Your answer is the lines below, exactly, from the one that contains "pub async fn cancel_npc_loop(&self)" through the one that contains "respawn_npc_loop(self: &Arc<Self>, initial_delay: Duration)", both included.

____________

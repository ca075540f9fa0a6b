//! High-level runtime orchestrator.
//!
//! [`Runtime`] is a cheap, cloneable handle over shared state: the loaded
//! level, the run-mode channel, the tick gate that serialises NPC ticks and
//! the single autonomous NPC task. The Action API lives in [`crate::api`];
//! this module owns configuration, construction and the lifecycle
//! (`load_level`, `reset`, `start_game`, `stop_game`).

use std::sync::{Arc, PoisonError};
use std::time::Duration;

use tokio::sync::{Mutex, broadcast};
use tokio::task::JoinHandle;
use tracing::{debug, info, warn};

use game_core::{EntitiesState, GameConfig, Level};

use crate::events::{Event, EventBus, LifecycleEvent, Topic};
use crate::pacing::{RunControl, RunMode, RunState};
use crate::session::{ActiveLevel, Session};
use crate::workers;

/// Runtime configuration shared across the orchestrator and workers.
#[derive(Debug, Clone)]
pub struct RuntimeConfig {
    pub game_config: GameConfig,
    pub event_buffer_size: usize,
    /// Spawn the repeating NPC task while running (default: true).
    /// When disabled, enemies act only on the tick that follows each
    /// player action.
    pub autonomous_npcs: bool,
}

impl Default for RuntimeConfig {
    fn default() -> Self {
        Self {
            game_config: GameConfig::default(),
            event_buffer_size: 100,
            autonomous_npcs: true,
        }
    }
}

pub(crate) struct Inner {
    pub config: RuntimeConfig,
    pub session: Mutex<Session>,
    /// Held for the duration of every NPC tick.
    pub tick_gate: Mutex<()>,
    pub run: RunControl,
    npc_task: std::sync::Mutex<Option<JoinHandle<()>>>,
    preview_frame: std::sync::Mutex<Option<EntitiesState>>,
    pub events: EventBus,
}

impl Inner {
    fn new(config: RuntimeConfig, active: Option<ActiveLevel>) -> Self {
        let events = EventBus::with_capacity(config.event_buffer_size);
        Self {
            run: RunControl::new(events.clone()),
            session: Mutex::new(Session { active }),
            tick_gate: Mutex::new(()),
            npc_task: std::sync::Mutex::new(None),
            preview_frame: std::sync::Mutex::new(None),
            events,
            config,
        }
    }

    pub fn pacing(&self) -> &game_core::PacingConfig {
        &self.config.game_config.pacing
    }

    pub fn take_npc_task(&self) -> Option<JoinHandle<()>> {
        self.npc_task
            .lock()
            .unwrap_or_else(PoisonError::into_inner)
            .take()
    }

    /// Stores a freshly spawned loop. Must be called with the tick gate held
    /// and after the previous handle has been taken.
    pub fn store_npc_task(&self, handle: JoinHandle<()>) {
        let previous = self
            .npc_task
            .lock()
            .unwrap_or_else(PoisonError::into_inner)
            .replace(handle);
        if let Some(previous) = previous {
            previous.abort();
        }
    }

    /// Aborts the autonomous loop, if any, and waits for it to finish.
    /// Callers hold the tick gate, so the loop is never mid-tick here.
    pub async fn cancel_npc_loop(&self) {
        let Some(handle) = self.take_npc_task() else {
            return;
        };
        handle.abort();
        match handle.await {
            Ok(()) => {}
            Err(err) if err.is_cancelled() => {}
            Err(err) => warn!(target: "runtime::worker", error = %err, "npc loop terminated abnormally"),
        }
    }

    /// Respawns the autonomous loop if the game is still running.
    pub fn respawn_npc_loop(self: &Arc<Self>, initial_delay: Duration) {
        if !self.config.autonomous_npcs || self.run.mode() != RunMode::Running {
            return;
        }
        self.store_npc_task(workers::spawn_npc_loop(self, initial_delay));
    }

    pub fn preview_frame(&self) -> Option<EntitiesState> {
        self.preview_frame
            .lock()
            .unwrap_or_else(PoisonError::into_inner)
            .clone()
    }

    pub fn set_preview_frame(&self, frame: Option<EntitiesState>) {
        *self
            .preview_frame
            .lock()
            .unwrap_or_else(PoisonError::into_inner) = frame;
    }

    /// Current state when actions are allowed, otherwise `None`.
    pub fn running_state(&self, action: &'static str) -> Option<RunState> {
        let state = self.run.current();
        if state.mode != RunMode::Running {
            warn!(target: "runtime::api", action, mode = %state.mode, "ignored: game is not running");
            return None;
        }
        Some(state)
    }

    pub async fn stop(&self) {
        self.run.set(RunMode::Stopped);
        let _gate = self.tick_gate.lock().await;
        self.cancel_npc_loop().await;
    }

    async fn rebuild(&self, level: Option<Level>) {
        self.stop().await;
        let _gate = self.tick_gate.lock().await;
        let mut session = self.session.lock().await;

        let event = match level {
            Some(level) => {
                let level_id = level.id().to_owned();
                info!(target: "runtime::lifecycle", level = %level_id, name = level.name(), "level loaded");
                session.active = Some(ActiveLevel::new(Arc::new(level)));
                LifecycleEvent::LevelLoaded { level_id }
            }
            None => {
                let Some(active) = session.active.as_mut() else {
                    debug!(target: "runtime::lifecycle", "reset ignored: no level loaded");
                    return;
                };
                active.reset();
                info!(target: "runtime::lifecycle", level = active.level.id(), "level reset");
                LifecycleEvent::Reset {
                    level_id: active.level.id().to_owned(),
                }
            }
        };

        if let Some(active) = session.active.as_ref() {
            active.publish_state(&self.events);
            active.publish_coins(&self.events);
        }
        self.events.publish(Event::Lifecycle(event));
    }
}

/// Main runtime handle.
///
/// Cloning is cheap; every clone drives the same game. Exactly one caller is
/// expected to issue actions at a time.
#[derive(Clone)]
pub struct Runtime {
    pub(crate) inner: Arc<Inner>,
}

impl Runtime {
    pub fn new(config: RuntimeConfig) -> Self {
        Self {
            inner: Arc::new(Inner::new(config, None)),
        }
    }

    /// Create a new runtime builder
    pub fn builder() -> RuntimeBuilder {
        RuntimeBuilder::new()
    }

    pub fn config(&self) -> &RuntimeConfig {
        &self.inner.config
    }

    /// Subscribe to events from a specific topic
    pub fn subscribe(&self, topic: Topic) -> broadcast::Receiver<Event> {
        self.inner.events.subscribe(topic)
    }

    /// Subscribe to multiple topics at once
    pub fn subscribe_multiple(
        &self,
        topics: &[Topic],
    ) -> std::collections::HashMap<Topic, broadcast::Receiver<Event>> {
        self.inner.events.subscribe_multiple(topics)
    }

    /// Get a reference to the event bus for advanced usage
    pub fn event_bus(&self) -> &EventBus {
        &self.inner.events
    }

    pub fn run_mode(&self) -> RunMode {
        self.inner.run.mode()
    }

    /// Replaces the level and rebuilds entities from its template.
    /// Stops the game first.
    pub async fn load_level(&self, level: Level) {
        self.inner.rebuild(Some(level)).await;
    }

    /// Stops the game and restores the loaded level's initial state.
    pub async fn reset(&self) {
        self.inner.rebuild(None).await;
    }

    /// Enters `Running` and starts the autonomous NPC loop.
    ///
    /// Interrupts a running preview. Does nothing without a level or when
    /// already running.
    pub async fn start_game(&self) {
        if self.inner.session.lock().await.active.is_none() {
            warn!(target: "runtime::lifecycle", "start ignored: no level loaded");
            return;
        }
        if self.inner.run.mode() == RunMode::Running {
            debug!(target: "runtime::lifecycle", "start ignored: already running");
            return;
        }

        self.inner.run.set(RunMode::Running);
        let _gate = self.inner.tick_gate.lock().await;
        self.inner.cancel_npc_loop().await;
        self.inner.respawn_npc_loop(Duration::ZERO);
    }

    /// Leaves `Running` (or `Previewing`), cancels the NPC loop and waits
    /// for it to terminate.
    pub async fn stop_game(&self) {
        self.inner.stop().await;
    }

    /// Whether a level has been loaded.
    pub async fn is_initialized(&self) -> bool {
        self.inner.session.lock().await.active.is_some()
    }

    /// The loaded level, shared with the session.
    pub async fn level(&self) -> Option<Arc<Level>> {
        self.inner
            .session
            .lock()
            .await
            .active
            .as_ref()
            .map(|active| Arc::clone(&active.level))
    }

    pub async fn is_level_completed(&self) -> bool {
        self.inner
            .session
            .lock()
            .await
            .active
            .as_ref()
            .is_some_and(|active| active.completed)
    }

    /// Read-only view for a renderer: the preview scratch while previewing,
    /// otherwise the canonical entities.
    pub async fn snapshot(&self) -> Option<EntitiesState> {
        if let Some(frame) = self.inner.preview_frame() {
            return Some(frame);
        }
        self.inner
            .session
            .lock()
            .await
            .active
            .as_ref()
            .map(|active| active.state.clone())
    }
}

/// Builder for [`Runtime`] with flexible configuration.
pub struct RuntimeBuilder {
    config: RuntimeConfig,
    level: Option<Level>,
}

impl RuntimeBuilder {
    fn new() -> Self {
        Self {
            config: RuntimeConfig::default(),
            level: None,
        }
    }

    /// Override runtime configuration
    pub fn config(mut self, config: RuntimeConfig) -> Self {
        self.config = config;
        self
    }

    /// Override only the game configuration
    pub fn game_config(mut self, game_config: GameConfig) -> Self {
        self.config.game_config = game_config;
        self
    }

    pub fn autonomous_npcs(mut self, enable: bool) -> Self {
        self.config.autonomous_npcs = enable;
        self
    }

    /// Level to load before the runtime is handed out
    pub fn level(mut self, level: Level) -> Self {
        self.level = Some(level);
        self
    }

    /// Build the runtime. The game starts stopped.
    pub fn build(self) -> Runtime {
        let active = self.level.map(|level| {
            info!(target: "runtime::lifecycle", level = level.id(), "level loaded");
            ActiveLevel::new(Arc::new(level))
        });
        Runtime {
            inner: Arc::new(Inner::new(self.config, active)),
        }
    }
}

____________

◆ OUTPUT OF THE TASK
    pub async fn cancel_npc_loop(&self) {
        let Some(handle) = self.take_npc_task() else {
            return;
        };
        handle.abort();
        match handle.await {
            Ok(()) => {}
            Err(err) if err.is_cancelled() => {}
            Err(err) => warn!(target: "runtime::worker", error = %err, "npc loop terminated abnormally"),
        }
    }

    /// Respawns the autonomous loop if the game is still running.
    pub fn respawn_npc_loop(self: &Arc<Self>, initial_delay: Duration) {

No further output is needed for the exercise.